I sit on the grass and arrange the flowers in the vase, their bright artificial color making a pretty display. I pull green runners of grass away from the stones and look in awe at the date carved in granite – August 7, 1986. Have 25 years really passed since I gave birth to a beautiful, red headed, little baby boy?

I think back, not to the day of his birth, but to a bright summer day 20 years ago. We celebrated that day he was five – presents for Justin and his brothers, a cake with cars, crayons and school supplies for our new venture into homeschooling, and new shoes he didn’t think he needed.

Who needs shoes when the summer days are warm and the green grass feels soft to bare feet?
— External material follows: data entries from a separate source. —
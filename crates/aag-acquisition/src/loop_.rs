//! Acquisition Loop: the cooperative task that repeatedly drives a
//! `SensorSession`, publishes a shared snapshot, and optionally writes a
//! SOLO snapshot file.

use std::path::{Path, PathBuf};
use std::sync::Arc;
use std::time::Duration;

use anyhow::Context;
use tokio::sync::watch;

use aag_core::{ConnectionStatus, Reading, SensorIdentity};

use crate::session::SensorSession;
use crate::solo::reading_to_solo;
use crate::state::SharedState;

pub struct AcquisitionLoop {
    session: SensorSession,
    state: Arc<SharedState>,
    capture_delay: Duration,
    solo_snapshot_path: Option<PathBuf>,
    capture_output_path: Option<PathBuf>,
}

impl AcquisitionLoop {
    pub fn new(
        session: SensorSession,
        state: Arc<SharedState>,
        capture_delay: Duration,
        solo_snapshot_path: Option<PathBuf>,
    ) -> Self {
        Self { session, state, capture_delay, solo_snapshot_path, capture_output_path: None }
    }

    /// Appends each successful reading as a JSON line to `path`, for the
    /// `capture --output` CLI mode.
    pub fn with_capture_output(mut self, path: PathBuf) -> Self {
        self.capture_output_path = Some(path);
        self
    }

    /// Runs until `shutdown` reports `true`. Cancellation is cooperative:
    /// only checked at the inter-tick sleep, never mid-command. Closes the
    /// transport on every exit path.
    pub async fn run(&mut self, mut shutdown: watch::Receiver<bool>) {
        loop {
            if *shutdown.borrow() {
                break;
            }

            self.tick().await;
            self.state.mark_ready();

            tokio::select! {
                _ = tokio::time::sleep(self.capture_delay) => {}
                _ = shutdown.changed() => {
                    if *shutdown.borrow() {
                        break;
                    }
                }
            }
        }

        self.session.close();
        tracing::info!("acquisition loop stopped, transport closed");
    }

    async fn tick(&mut self) {
        let prev_status = self.session.status();

        if prev_status != ConnectionStatus::Connected {
            if let Err(e) = self.session.connect().await {
                tracing::warn!(error = %e, "connect attempt failed");
            }
        } else {
            match self.session.get_reading().await {
                Ok(Some(reading)) => {
                    tracing::debug!("acquisition cycle succeeded");
                    if let Some(path) = self.solo_snapshot_path.clone() {
                        let identity = self.session.identity().cloned();
                        if let Err(e) = write_solo_snapshot(&path, &reading, identity.as_ref()).await {
                            tracing::warn!(error = %e, "failed to write solo snapshot");
                        }
                    }
                    if let Some(path) = self.capture_output_path.clone() {
                        if let Err(e) = append_reading(&path, &reading).await {
                            tracing::warn!(error = %e, "failed to append reading to capture output");
                        }
                    }
                }
                Ok(None) => {
                    tracing::warn!("reading discarded after a communication error");
                }
                Err(state_err) => {
                    tracing::error!(error = %state_err, "get_reading invoked in wrong state");
                }
            }
        }

        let new_status = self.session.status();
        if new_status != prev_status {
            tracing::info!(from = %prev_status, to = %new_status, message = self.session.last_error_message().unwrap_or(""), "connection status changed");
        }

        self.state.update_from_session(&self.session).await;
    }
}

/// Appends one JSON line per reading, following the append-only sink
/// idiom (create-if-missing, open in append mode, newline-delimited).
async fn append_reading(path: &Path, reading: &Reading) -> anyhow::Result<()> {
    use tokio::io::AsyncWriteExt;

    let mut file = tokio::fs::OpenOptions::new()
        .create(true)
        .append(true)
        .open(path)
        .await
        .context("opening capture output file")?;
    let mut line = serde_json::to_string(reading).context("serializing reading")?;
    line.push('\n');
    file.write_all(line.as_bytes()).await.context("appending reading")?;
    Ok(())
}

async fn write_solo_snapshot(path: &Path, reading: &Reading, identity: Option<&SensorIdentity>) -> anyhow::Result<()> {
    let solo = reading_to_solo(reading, identity);
    let json = serde_json::to_vec_pretty(&solo).context("serializing solo snapshot")?;

    let tmp_path = path.with_extension("tmp");
    tokio::fs::write(&tmp_path, &json).await.context("writing temp solo snapshot")?;
    tokio::fs::rename(&tmp_path, path).await.context("renaming solo snapshot into place")?;
    Ok(())
}

#[cfg(test)]
mod tests {
    use super::*;
    use aag_core::{IgnoreUnsafe, Thresholds};
    use crate::session::SessionConfig;
    use chrono_tz::Tz;

    fn session() -> SensorSession {
        SensorSession::new(SessionConfig {
            serial_port: "/dev/null".to_string(),
            settle_delay: Duration::from_millis(0),
            have_heater: false,
            heater_min_power: 0,
            sq_reference: 19.6,
            elevation_m: 0.0,
            timezone: Tz::UTC,
            num_readings: 5,
            thresholds: Thresholds::default(),
            ignore_unsafe: IgnoreUnsafe::default(),
        })
    }

    #[tokio::test]
    async fn append_reading_writes_newline_delimited_json() {
        use aag_core::{CloudCondition, RainCondition, SwitchState, WindCondition};
        use chrono::{FixedOffset, TimeZone};

        let dir = tempfile::tempdir().unwrap();
        let path = dir.path().join("readings.jsonl");

        let tz = FixedOffset::east_opt(0).unwrap();
        let reading = Reading {
            timestamp: tz.with_ymd_and_hms(2026, 7, 27, 0, 0, 0).unwrap(),
            sky_temp: -10.0,
            ambient_temp: 15.0,
            rh_sensor_temp: Some(15.0),
            pressure_temp: Some(15.0),
            wind_speed: None,
            rain_frequency: 2600,
            humidity: Some(50.0),
            pressure: Some(90000.0),
            sea_level_pressure: Some(101000.0),
            dew_point: Some(5.0),
            light_period_raw: None,
            ambient_ntc_raw: 0,
            ldr_raw: 0,
            zener_raw: 0,
            rain_ntc_raw: 0,
            sky_quality_mpsas: None,
            pwm: None,
            switch_state: SwitchState::Open,
            cloud_condition: CloudCondition::Clear,
            wind_condition: WindCondition::Calm,
            rain_condition: RainCondition::Dry,
            cloud_safe: true,
            wind_safe: true,
            rain_safe: true,
            is_safe: true,
            internal_errors: Some([0, 0, 0, 0]),
        };

        append_reading(&path, &reading).await.unwrap();
        append_reading(&path, &reading).await.unwrap();

        let contents = tokio::fs::read_to_string(&path).await.unwrap();
        let lines: Vec<&str> = contents.lines().collect();
        assert_eq!(lines.len(), 2);
        for line in lines {
            let value: serde_json::Value = serde_json::from_str(line).unwrap();
            assert_eq!(value["rain_frequency"], serde_json::json!(2600));
        }
    }

    #[tokio::test]
    async fn shutdown_before_first_tick_still_closes_transport_and_marks_no_ready() {
        let state = Arc::new(SharedState::new("/dev/null".to_string(), 1, 5));
        let mut acquisition = AcquisitionLoop::new(session(), Arc::clone(&state), Duration::from_millis(10), None);
        let (tx, rx) = watch::channel(true);
        drop(tx);
        acquisition.run(rx).await;
        assert!(!state.is_ready());
    }

    #[tokio::test]
    async fn a_failed_connect_attempt_marks_ready_after_first_tick() {
        let state = Arc::new(SharedState::new("/dev/does/not/exist".to_string(), 1, 5));
        let mut acquisition = AcquisitionLoop::new(session(), Arc::clone(&state), Duration::from_millis(5), None);
        let (tx, rx) = watch::channel(false);
        tokio::spawn(async move {
            tokio::time::sleep(Duration::from_millis(20)).await;
            let _ = tx.send(true);
        });
        acquisition.run(rx).await;
        assert!(state.is_ready());
        let snap = state.snapshot().await;
        assert_eq!(snap.status, ConnectionStatus::Error);
    }
}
It was a year of abundance – abundant rain, about grass, abundant joy.

So much can change in a year. One year later we brought him home from the hospital with a day pass to spend his birthday at home. We wheeled him into his room in a wheelchair on loan from the hospital hoping the sight of his room would somehow trigger a reaction – a smile, perhaps an attempt to communicate. Nothing. His Daddy and I sat in his room and cried the first bitter tears of reality. The bright, comical, talkative, little boy was forever changed. There were no pictures, no cake, only presents that we opened for him – toys we hoped he might someday hold- toys that would be put away never to be used. The only ray of joy in that bitter year was the addition of a beautiful little girl born just weeks before his sixth birthday in the midst of that long hospital stay and lost summer.
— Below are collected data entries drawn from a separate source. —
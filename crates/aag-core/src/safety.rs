//! The pure function mapping raw reading inputs plus configured thresholds
//! to cloud/wind/rain conditions and the composite `is_safe` flag.

use serde::{Deserialize, Serialize};

use crate::types::{CloudCondition, RainCondition, WindCondition};

/// Configurable safety thresholds. Defaults match the station's factory
/// recommendation (also the defaults of the original Python driver this
/// was ported from).
#[derive(Debug, Clone, Copy, PartialEq, Serialize, Deserialize)]
#[serde(default)]
pub struct Thresholds {
    pub cloudy: f64,
    pub very_cloudy: f64,
    pub windy: f64,
    pub very_windy: f64,
    pub gusty: f64,
    pub very_gusty: f64,
    pub wet: i64,
    pub rainy: i64,
}

impl Default for Thresholds {
    fn default() -> Self {
        Thresholds {
            cloudy: -25.0,
            very_cloudy: -15.0,
            windy: 50.0,
            very_windy: 75.0,
            gusty: 100.0,
            very_gusty: 125.0,
            wet: 2200,
            rainy: 1800,
        }
    }
}

/// Which domains' unsafe verdicts are forced to "safe" regardless of the
/// classified condition. Configured via `ignore_unsafe` (subset of
/// `{cloud, wind, rain}`).
#[derive(Debug, Clone, Copy, Default, PartialEq, Serialize, Deserialize)]
pub struct IgnoreUnsafe {
    pub cloud: bool,
    pub wind: bool,
    pub rain: bool,
}

/// The raw inputs the safety classifier needs from a reading cycle.
#[derive(Debug, Clone, Copy, Default)]
pub struct SafetyInputs {
    pub sky_temp: Option<f64>,
    pub ambient_temp: Option<f64>,
    pub wind_speed: Option<f64>,
    pub rain_frequency: Option<i64>,
}

/// Result of classifying a single reading cycle against thresholds.
#[derive(Debug, Clone, Copy, PartialEq)]
pub struct SafetyOutcome {
    pub cloud_condition: CloudCondition,
    pub wind_condition: WindCondition,
    pub rain_condition: RainCondition,
    pub cloud_safe: bool,
    pub wind_safe: bool,
    pub rain_safe: bool,
    pub is_safe: bool,
}

fn classify_cloud(sky_temp: Option<f64>, ambient_temp: Option<f64>, t: &Thresholds) -> CloudCondition {
    match (sky_temp, ambient_temp) {
        (Some(sky), Some(ambient)) => {
            let diff = sky - ambient;
            if diff >= t.very_cloudy {
                CloudCondition::VeryCloudy
            } else if diff >= t.cloudy {
                CloudCondition::Cloudy
            } else {
                CloudCondition::Clear
            }
        }
        _ => CloudCondition::Unknown,
    }
}

fn classify_wind(wind_speed: Option<f64>, t: &Thresholds) -> WindCondition {
    match wind_speed {
        None => WindCondition::Unknown,
        Some(w) => {
            if w >= t.very_gusty {
                WindCondition::VeryGusty
            } else if w >= t.gusty {
                WindCondition::Gusty
            } else if w >= t.very_windy {
                WindCondition::VeryWindy
            } else if w >= t.windy {
                WindCondition::Windy
            } else {
                WindCondition::Calm
            }
        }
    }
}

fn classify_rain(rain_frequency: Option<i64>, t: &Thresholds) -> RainCondition {
    match rain_frequency {
        None => RainCondition::Unknown,
        Some(rf) => {
            if rf <= t.rainy {
                RainCondition::Rainy
            } else if rf <= t.wet {
                RainCondition::Wet
            } else {
                RainCondition::Dry
            }
        }
    }
}

/// Classify a reading's raw inputs against thresholds, producing the
/// condition buckets and the composite `is_safe` flag.
pub fn classify(inputs: SafetyInputs, thresholds: &Thresholds, ignore: IgnoreUnsafe) -> SafetyOutcome {
    let cloud_condition = classify_cloud(inputs.sky_temp, inputs.ambient_temp, thresholds);
    let wind_condition = classify_wind(inputs.wind_speed, thresholds);
    let rain_condition = classify_rain(inputs.rain_frequency, thresholds);

    let mut cloud_safe = cloud_condition == CloudCondition::Clear;
    let mut wind_safe = wind_condition == WindCondition::Calm;
    let mut rain_safe = rain_condition == RainCondition::Dry;

    if ignore.cloud {
        cloud_safe = true;
    }
    if ignore.wind {
        wind_safe = true;
    }
    if ignore.rain {
        rain_safe = true;
    }

    let any_unknown = cloud_condition == CloudCondition::Unknown
        || wind_condition == WindCondition::Unknown
        || rain_condition == RainCondition::Unknown;

    let is_safe = if any_unknown {
        false
    } else {
        cloud_safe && wind_safe && rain_safe
    };

    SafetyOutcome {
        cloud_condition,
        wind_condition,
        rain_condition,
        cloud_safe,
        wind_safe,
        rain_safe,
        is_safe,
    }
}

#[cfg(test)]
mod tests {
    use super::*;

    fn defaults() -> Thresholds {
        Thresholds::default()
    }

    #[test]
    fn clear_calm_dry_is_safe() {
        let inputs = SafetyInputs {
            sky_temp: Some(-20.0),
            ambient_temp: Some(20.0),
            wind_speed: Some(6.0),
            rain_frequency: Some(2600),
        };
        let out = classify(inputs, &defaults(), IgnoreUnsafe::default());
        assert_eq!(out.cloud_condition, CloudCondition::Clear);
        assert_eq!(out.wind_condition, WindCondition::Calm);
        assert_eq!(out.rain_condition, RainCondition::Dry);
        assert!(out.is_safe);
    }

    #[test]
    fn very_cloudy_only_is_unsafe() {
        let inputs = SafetyInputs {
            sky_temp: Some(10.0),
            ambient_temp: Some(20.0),
            wind_speed: Some(6.0),
            rain_frequency: Some(2600),
        };
        let out = classify(inputs, &defaults(), IgnoreUnsafe::default());
        assert_eq!(out.cloud_condition, CloudCondition::VeryCloudy);
        assert!(!out.cloud_safe);
        assert!(!out.is_safe);
    }

    #[test]
    fn gusty_wind_is_unsafe() {
        let inputs = SafetyInputs {
            sky_temp: Some(-20.0),
            ambient_temp: Some(20.0),
            wind_speed: Some(101.0),
            rain_frequency: Some(2600),
        };
        let out = classify(inputs, &defaults(), IgnoreUnsafe::default());
        assert_eq!(out.wind_condition, WindCondition::Gusty);
        assert!(!out.is_safe);
    }

    #[test]
    fn rainy_then_dry_after_threshold_tweak() {
        let mut inputs = SafetyInputs {
            sky_temp: Some(-20.0),
            ambient_temp: Some(20.0),
            wind_speed: Some(6.0),
            rain_frequency: Some(1700),
        };
        let out = classify(inputs, &defaults(), IgnoreUnsafe::default());
        assert_eq!(out.rain_condition, RainCondition::Rainy);
        assert!(!out.is_safe);

        inputs.rain_frequency = Some(2300);
        let out = classify(inputs, &defaults(), IgnoreUnsafe::default());
        assert_eq!(out.rain_condition, RainCondition::Dry);
    }

    #[test]
    fn wind_threshold_boundary_is_more_severe_bucket() {
        let t = defaults();
        let inputs = SafetyInputs {
            sky_temp: None,
            ambient_temp: None,
            wind_speed: Some(t.windy),
            rain_frequency: None,
        };
        let out = classify(inputs, &t, IgnoreUnsafe::default());
        assert_eq!(out.wind_condition, WindCondition::Windy);
    }

    #[test]
    fn rain_threshold_boundaries() {
        let t = defaults();
        let wet_boundary = classify(
            SafetyInputs { rain_frequency: Some(t.wet), ..Default::default() },
            &t,
            IgnoreUnsafe::default(),
        );
        assert_eq!(wet_boundary.rain_condition, RainCondition::Wet);

        let rainy_boundary = classify(
            SafetyInputs { rain_frequency: Some(t.rainy), ..Default::default() },
            &t,
            IgnoreUnsafe::default(),
        );
        assert_eq!(rainy_boundary.rain_condition, RainCondition::Rainy);
    }

    #[test]
    fn missing_inputs_are_unknown_and_unsafe() {
        let out = classify(SafetyInputs::default(), &defaults(), IgnoreUnsafe::default());
        assert_eq!(out.cloud_condition, CloudCondition::Unknown);
        assert_eq!(out.wind_condition, WindCondition::Unknown);
        assert_eq!(out.rain_condition, RainCondition::Unknown);
        assert!(!out.is_safe);
    }

    #[test]
    fn ignore_overrides_force_flag_true_but_unknown_still_wins() {
        let t = defaults();
        let inputs = SafetyInputs {
            sky_temp: None,
            ambient_temp: None,
            wind_speed: Some(6.0),
            rain_frequency: Some(2600),
        };
        let ignore = IgnoreUnsafe { cloud: true, wind: false, rain: false };
        let out = classify(inputs, &t, ignore);
        assert!(out.cloud_safe, "ignored domain's flag should be forced true");
        assert!(!out.is_safe, "an Unknown condition still forces is_safe false");
    }

    #[test]
    fn ignore_lets_otherwise_fully_known_reading_be_safe() {
        let t = defaults();
        let inputs = SafetyInputs {
            sky_temp: Some(10.0),
            ambient_temp: Some(20.0),
            wind_speed: Some(6.0),
            rain_frequency: Some(2600),
        };
        let ignore = IgnoreUnsafe { cloud: true, wind: false, rain: false };
        let out = classify(inputs, &t, ignore);
        assert_eq!(out.cloud_condition, CloudCondition::VeryCloudy);
        assert!(out.cloud_safe);
        assert!(out.is_safe);
    }

    #[test]
    fn wind_monotone_increasing_never_decreases_severity() {
        let t = defaults();
        let speeds = [0.0, 10.0, t.windy, t.very_windy, t.gusty, t.very_gusty, 1000.0];
        let mut last = WindCondition::Unknown;
        for s in speeds {
            let out = classify(
                SafetyInputs { wind_speed: Some(s), ..Default::default() },
                &t,
                IgnoreUnsafe::default(),
            );
            assert!(out.wind_condition >= last);
            last = out.wind_condition;
        }
    }
}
Today as I pull grass runners and uncover the gray stone, I find I am just as awed at the second date carved in the rock – March 3, 2004. Seven years have passed since he left our earthly home. I grieved that night of his death, just as I grieved that day when we brought him home for his birthday – that deep, heart wrenching grief that hurts the chest and steals the breath.
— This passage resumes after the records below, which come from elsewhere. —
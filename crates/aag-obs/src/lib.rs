//! Logging setup shared by the capture and serve CLI subcommands.

use tracing_subscriber::{layer::SubscriberExt, util::SubscriberInitExt, EnvFilter};

/// Installs a `tracing` subscriber honoring `RUST_LOG`, falling back to
/// `"info,aag=debug"` when `verbose`, else plain `"info"`.
pub fn init(verbose: bool) {
    let default_filter = if verbose { "info,aag=debug" } else { "info" };
    let env_filter = std::env::var("RUST_LOG").unwrap_or_else(|_| default_filter.to_string());

    tracing_subscriber::registry()
        .with(EnvFilter::new(env_filter))
        .with(tracing_subscriber::fmt::layer())
        .init();

    tracing::info!("observability initialized");
}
I grieve again today, but the hurt is not so deep because I am reminded of the life that forever changed mine. His passing, both times, brought pain, but his presence – especially the child that would never walk or talk again – taught me the truth about joy. God used his life to teach me how to be abundantly happy despite circumstance; to be truly joyful – that dance in the kitchen gladness that overflows into praise. And so, today I take flowers and remember Justin and joy!